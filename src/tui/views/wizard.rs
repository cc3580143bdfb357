//! Benefit application wizard view

use ratatui::{
    layout::Rect,
    style::{Color, Modifier, Style},
    text::{Line, Span},
    widgets::{Block, Borders, Paragraph, Wrap},
    Frame,
};

use crate::display::{action_label, format_step_indicator, format_wizard_screen};
use crate::models::{BenefitStep, WizardStep};
use crate::tui::app::App;
use crate::tui::layout::WizardLayout;

pub fn render(frame: &mut Frame, app: &mut App, area: Rect) {
    let layout = WizardLayout::new(area);
    let wizard = app.wizard.controller();

    let indicator = Paragraph::new(format_step_indicator(&wizard.step_statuses()))
        .style(Style::default().fg(Color::Cyan))
        .block(Block::default().borders(Borders::ALL));
    frame.render_widget(indicator, layout.indicator);

    // Skip the indicator line and blank line that head the screen text
    let screen = format_wizard_screen(wizard, app.wizard.confirmation());
    let body: String = screen
        .lines()
        .skip(2)
        .collect::<Vec<_>>()
        .join("\n");

    let block = Block::default()
        .title(format!(" {} ", wizard.current().heading()))
        .title_style(Style::default().fg(Color::Cyan).add_modifier(Modifier::BOLD))
        .borders(Borders::ALL);
    frame.render_widget(
        Paragraph::new(body).block(block).wrap(Wrap { trim: false }),
        layout.body,
    );

    let mut spans = vec![];
    for (i, action) in wizard.available_actions().iter().enumerate() {
        if i > 0 {
            spans.push(Span::raw("   "));
        }
        spans.push(Span::styled(
            action_label::<BenefitStep>(action),
            Style::default().fg(Color::Yellow),
        ));
    }
    frame.render_widget(
        Paragraph::new(Line::from(spans)).block(Block::default().borders(Borders::ALL)),
        layout.actions,
    );
}

#[cfg(test)]
mod tests {
    use super::*;
    use crate::config::settings::Settings;
    use crate::models::WizardAction;
    use crate::registry::Registry;
    use crate::services::WizardSession;
    use ratatui::{backend::TestBackend, Terminal};

    fn screen_text(app: &mut App) -> String {
        let mut terminal = Terminal::new(TestBackend::new(120, 30)).unwrap();
        terminal
            .draw(|frame| {
                let area = frame.area();
                render(frame, app, area);
            })
            .unwrap();

        terminal
            .backend()
            .buffer()
            .content()
            .iter()
            .map(|cell| cell.symbol())
            .collect()
    }

    #[test]
    fn test_renders_heading_and_actions() {
        let settings = Settings::default();
        let wizard = WizardSession::start(None).unwrap();
        let mut app = App::new(Registry::builtin(), &settings, wizard);

        let text = screen_text(&mut app);
        assert!(text.contains("Personal Information"));
        assert!(text.contains("Next Step"));

        for _ in 0..3 {
            app.wizard_action(WizardAction::Next).unwrap();
        }
        let text = screen_text(&mut app);
        assert!(text.contains("Review Your Application"));
        assert!(text.contains("Submit Application"));
        assert!(text.contains("Edit Household"));
    }
}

### The problem
Go through the records and copy each line with "layout" in it.

### Worked solution
    layout::Rect,
use crate::tui::layout::WizardLayout;
    let layout = WizardLayout::new(area);
    frame.render_widget(indicator, layout.indicator);
        layout.body,
        layout.actions,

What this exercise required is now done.